This is pretty unfortunate and I wonder what kind of additional instrumentation could be added to figure out what happened. (Specifically, does it seem likely the first renderer process which the browser launched crashed upon startup, like the other failure modes?)

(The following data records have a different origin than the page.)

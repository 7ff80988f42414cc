/*
 * resources.rs
 * Copyright (c) 2025 Posit, PBC
 */

//! The resource map: relationship IDs of a document part and the images
//! registered for them during a render.

use std::collections::BTreeMap;
use std::sync::Arc;

use once_cell::sync::Lazy;
use regex::Regex;
use wordmerge_xml::XmlDocument;

use crate::content::ImageData;

static RELATIONSHIP_ID: Lazy<Regex> = Lazy::new(|| Regex::new(r"^rId(\d+)$").unwrap());

const IMAGE_RELATIONSHIP_TYPE: &str =
    "http://schemas.openxmlformats.org/officeDocument/2006/relationships/image";

/// Image extensions declared in `[Content_Types].xml` so rendered images open.
const IMAGE_TYPES: [&str; 4] = ["jpeg", "png", "bmp", "gif"];

/// One entry of the resource map.
#[derive(Debug, Clone, PartialEq)]
pub enum Resource {
    /// A relationship the template already declares.
    Relationship { kind: String, target: String },

    /// An image registered during rendering.
    Image(ImageData),
}

#[derive(Debug, Clone, Default)]
pub struct Resources {
    entries: BTreeMap<String, Resource>,
}

impl Resources {
    pub fn new() -> Self {
        Self::default()
    }

    /// Seed the map from a relationships part (`word/_rels/document.xml.rels`).
    pub fn from_relationships(rels: &XmlDocument) -> Self {
        let mut resources = Self::new();
        for node in rels.find_all(rels.root(), "Relationship") {
            let Some(id) = rels.attribute(node, "Id") else {
                continue;
            };
            resources.insert(
                id,
                Resource::Relationship {
                    kind: rels.attribute(node, "Type").unwrap_or_default().to_string(),
                    target: rels.attribute(node, "Target").unwrap_or_default().to_string(),
                },
            );
        }
        resources
    }

    pub fn insert(&mut self, id: impl Into<String>, resource: Resource) {
        self.entries.insert(id.into(), resource);
    }

    pub fn get(&self, id: &str) -> Option<&Resource> {
        self.entries.get(id)
    }

    pub fn len(&self) -> usize {
        self.entries.len()
    }

    pub fn is_empty(&self) -> bool {
        self.entries.is_empty()
    }

    /// The next free `rIdN`: one past the highest numbered ID in the map.
    pub fn next_image_id(&self) -> String {
        let max = self
            .entries
            .keys()
            .filter_map(|id| relationship_number(id))
            .max()
            .unwrap_or(0);
        format!("rId{}", max + 1)
    }

    /// Register `image` under a fresh ID and return that ID.
    pub fn insert_image(&mut self, image: ImageData) -> String {
        let id = self.next_image_id();
        self.entries.insert(id.clone(), Resource::Image(image));
        id
    }

    /// Images registered during rendering, by increasing ID.
    pub fn images(&self) -> Vec<(&str, &ImageData)> {
        let mut images: Vec<(&str, &ImageData)> = self
            .entries
            .iter()
            .filter_map(|(id, resource)| match resource {
                Resource::Image(image) => Some((id.as_str(), image)),
                Resource::Relationship { .. } => None,
            })
            .collect();
        images.sort_by_key(|(id, _)| relationship_number(id));
        images
    }

    /// Archive paths (relative to the container root) and bytes of every
    /// rendered image.
    pub fn media_entries(&self) -> Vec<(String, Arc<[u8]>)> {
        self.images()
            .into_iter()
            .map(|(id, image)| (format!("word/{}", media_target(id, image)), image.shared_bytes()))
            .collect()
    }

    /// Append a `Relationship` for each rendered image that `rels` does not
    /// declare yet.
    pub fn write_relationships(&self, rels: &mut XmlDocument) {
        let root = rels.root();
        let declared: Vec<String> = rels
            .find_all(root, "Relationship")
            .into_iter()
            .filter_map(|node| rels.attribute(node, "Id").map(str::to_string))
            .collect();

        for (id, image) in self.images() {
            if declared.iter().any(|d| d == id) {
                continue;
            }
            let node = rels.create_element("Relationship");
            rels.set_attribute(node, "Id", id);
            rels.set_attribute(node, "Type", IMAGE_RELATIONSHIP_TYPE);
            rels.set_attribute(node, "Target", media_target(id, image));
            rels.append_child(root, node);
        }
    }
}

/// Add a `Default` content type for every image extension the package does
/// not declare yet.
pub fn ensure_image_content_types(types: &mut XmlDocument) {
    let root = types.root();
    for extension in IMAGE_TYPES {
        let content_type = format!("image/{}", extension);
        let declared = types
            .element_children(root)
            .any(|node| types.attribute(node, "ContentType") == Some(content_type.as_str()));
        if declared {
            continue;
        }

        let node = types.create_element("Default");
        types.set_attribute(node, "Extension", extension);
        types.set_attribute(node, "ContentType", content_type);
        types.append_child(root, node);
    }
}

fn relationship_number(id: &str) -> Option<u64> {
    RELATIONSHIP_ID
        .captures(id)
        .and_then(|caps| caps[1].parse().ok())
}

fn media_target(id: &str, image: &ImageData) -> String {
    format!("media/auto{}.{}", id.to_lowercase(), image.extension())
}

Comment 12 by kbr@chromium.org, Jul 15 2016

Blockedon: 628713

Comment 13 by kbr@chromium.org, Jul 18 2016

Cc: ccameron@chromium.org
Another problem where one failure left a corrupted minidump that caused catastrophic failure of the harness:

https://build.chromium.org/p/tryserver.chromium.mac/builders/mac_optional_gpu_tests_rel/builds/2034

Shard #3 failed:
https://chromium-swarm.appspot.com/user/task/3018ab1fad251110

WebglConformance_deqp_functional_gles3_texturefiltering_3d_combinations_25 (gpu_tests.webgl_conformance_integration_test.WebGLConformanceIntegrationTest) ... INFO:root:Found crashpad_database_util
[0718/142618:WARNING:crash_report_database_mac.mm(636)] Failed to read report metadata for /b/swarm_slave/w/itbUmasW/tmpGzJ01O/completed/89fc039b-82cb-45d6-b1f9-1fa9bdbb19f6.dmp.stripped
INFO:root:Minidump found: /b/swarm_slave/w/itbUmasW/tmpGzJ01O/completed/89fc039b-82cb-45d6-b1f9-1fa9bdbb19f6.dmp
INFO:root:Dumping breakpad symbols.
INFO:root:Found crashpad_database_util
[0718/142636:WARNING:crash_report_database_mac.mm(636)] Failed to read report metadata for /b/swarm_slave/w/itbUmasW/tmpGzJ01O/completed/89fc039b-82cb-45d6-b1f9-1fa9bdbb19f6.dmp.stripped
Can&#39;t get standard output with --show-stdout
ERROR
WebglConformance_deqp_functional_gles3_fboinvalidate_default (gpu_tests.webgl_conformance_integration_test.WebGLConformanceIntegrationTest) ... INFO:root:Found crashpad_database_util
[0718/142636:WARNING:crash_report_database_mac.mm(636)] Failed to read report metadata for /b/swarm_slave/w/itbUmasW/tmpGzJ01O/completed/89fc039b-82cb-45d6-b1f9-1fa9bdbb19f6.dmp.stripped
INFO:root:Minidump found: /b/swarm_slave/w/itbUmasW/tmpGzJ01O/completed/89fc039b-82cb-45d6-b1f9-1fa9bdbb19f6.dmp
INFO:root:Dumping breakpad symbols.
INFO:root:Found crashpad_database_util
[0718/142655:WARNING:crash_report_database_mac.mm(636)] Failed to read report metadata for /b/swarm_slave/w/itbUmasW/tmpGzJ01O/completed/89fc039b-82cb-45d6-b1f9-1fa9bdbb19f6.dmp.stripped
Can&#39;t get standard output with --show-stdout
ERROR
...

It looks like this last one on the 18th might be slightly different since it doesn't appear to have anything to do with the state of the browser.  It seems that is is trying to parse the same corrupt metadata each time and is failing.  I wonder if that should be a separate bug.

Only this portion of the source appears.